Detection Methods for CVE-2024-42479
Indicators of Compromise
- Unexpected network connections to llama.cpp RPC ports from untrusted sources
- Abnormal memory access patterns or segmentation faults in llama.cpp processes
- Process crashes or unexpected behavior during tensor operations
- Suspicious RPC traffic patterns with malformed or oversized tensor data
Detection Strategies
- Monitor network traffic to llama.cpp RPC endpoints for anomalous request patterns
- Implement application-level logging for RPC tensor operations to detect invalid pointer values
- Deploy memory protection mechanisms such as ASLR and DEP to make exploitation more difficult
- Use runtime memory corruption detection tools in development and staging environments
Monitoring Recommendations
- Enable detailed logging for all RPC operations in llama.cpp deployments
- Configure network intrusion detection systems to alert on suspicious traffic to ML inference endpoints
- Implement process monitoring to detect unexpected crashes or memory violations in llama.cpp instances
- Regularly audit network access controls for systems running llama.cpp with RPC enabled
How to Mitigate CVE-2024-42479
Immediate Actions Required
- Update llama.cpp to version b3561 or later immediately
- Restrict network access to llama.cpp RPC endpoints using firewall rules
- If updating is not immediately possible, disable RPC functionality until the patch can be applied
- Audit logs for any suspicious RPC activity that may indicate exploitation attempts
Patch Information
The vulnerability has been fixed in llama.cpp commit b72942fac998672a79a1ae3c03b340f7e629980b.
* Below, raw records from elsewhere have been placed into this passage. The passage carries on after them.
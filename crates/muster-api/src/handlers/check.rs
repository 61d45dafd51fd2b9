//! POST handler for permission checks.

use axum::{Json, extract::State};
use muster_types::{CheckRequest, ConsistencyMode};
use serde::{Deserialize, Serialize};
use tracing::debug;

use crate::{
    ApiError, AppState, Result,
    handlers::{
        ConsistencyBody, ResourceIdentifier, SubjectIdentifier, consistency_parts, head_token,
    },
};

/// Request body for a permission check
#[derive(Debug, Clone, Serialize, Deserialize)]
pub struct CheckBody {
    /// Object the relation is checked on
    pub object: ResourceIdentifier,
    /// Relation to check
    pub relation: String,
    /// Subject that may hold the relation
    pub subject: SubjectIdentifier,
    /// Requested read consistency
    #[serde(default, skip_serializing_if = "Option::is_none")]
    pub consistency: Option<ConsistencyBody>,
}

/// Response for a permission check
#[derive(Debug, Clone, Serialize, Deserialize)]
pub struct CheckResponse {
    /// Whether the subject holds the relation
    pub allowed: bool,
    /// Consistency token for the evaluated revision
    pub token: String,
}

/// Handler for `POST /v1/check`
///
/// Evaluates whether the subject holds the relation on the object.
/// Either side may be addressed by reporter-local id; an id no reporter
/// ever claimed evaluates to a denial, the same as a deleted resource.
#[tracing::instrument(skip(state, body), fields(relation = %body.relation))]
pub async fn check_handler(
    State(state): State<AppState>,
    Json(body): Json<CheckBody>,
) -> Result<Json<CheckResponse>> {
    let start = std::time::Instant::now();

    body.object.validate()?;
    body.subject.validate()?;
    if body.relation.is_empty() {
        return Err(ApiError::InvalidRequest("relation cannot be empty".to_string()));
    }

    let (mode, token) = consistency_parts(body.consistency);

    let Some(object) = body.object.resolve(&state).await? else {
        debug!(resource_id = %body.object.resource_id, "Object id unknown to identity index");
        return deny_at_head(&state, mode, token.as_deref(), start).await;
    };
    let Some(subject) = body.subject.resolve(&state).await? else {
        debug!(resource_id = %body.subject.resource_id, "Subject id unknown to identity index");
        return deny_at_head(&state, mode, token.as_deref(), start).await;
    };

    let request = CheckRequest::builder()
        .object(object)
        .relation(body.relation)
        .subject(subject)
        .maybe_token(token)
        .mode(mode)
        .build();

    let outcome = state.resolver.check(request).await?;
    let token = state.resolver.tokens().issue(outcome.revision).into_string();

    muster_observe::metrics::record_api_request(
        "/v1/check",
        "POST",
        200,
        start.elapsed().as_secs_f64(),
    );

    Ok(Json(CheckResponse { allowed: outcome.allowed(), token }))
}

/// Denial at head for ids outside the identity index.
async fn deny_at_head(
    state: &AppState,
    mode: ConsistencyMode,
    token: Option<&str>,
    start: std::time::Instant,
) -> Result<Json<CheckResponse>> {
    let token = head_token(state, mode, token).await?;

    muster_observe::metrics::record_api_request(
        "/v1/check",
        "POST",
        200,
        start.elapsed().as_secs_f64(),
    );

    Ok(Json(CheckResponse { allowed: false, token }))
}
Users should update to this commit or any subsequent version that includes this fix. The patch implements proper validation of the data pointer member in the rpc_tensor structure before performing write operations.
For detailed patch information, see the GitHub Commit Changes.
Workarounds
- Disable RPC functionality in llama.cpp if not required for your deployment
- Implement network segmentation to isolate llama.cpp instances from untrusted networks
- Use a reverse proxy with authentication in front of RPC endpoints to restrict access
- Deploy intrusion prevention systems to detect and block exploitation attempts
# Configuration example - Restrict RPC access via firewall
# Block external access to llama.cpp RPC port (example using iptables)
iptables -A INPUT -p tcp --dport 50052 -s 127.0.0.1 -j ACCEPT
iptables -A INPUT -p tcp --dport 50052 -j DROP
Disclaimer: This content was generated using AI. While we strive for accuracy, please verify critical information with official sources.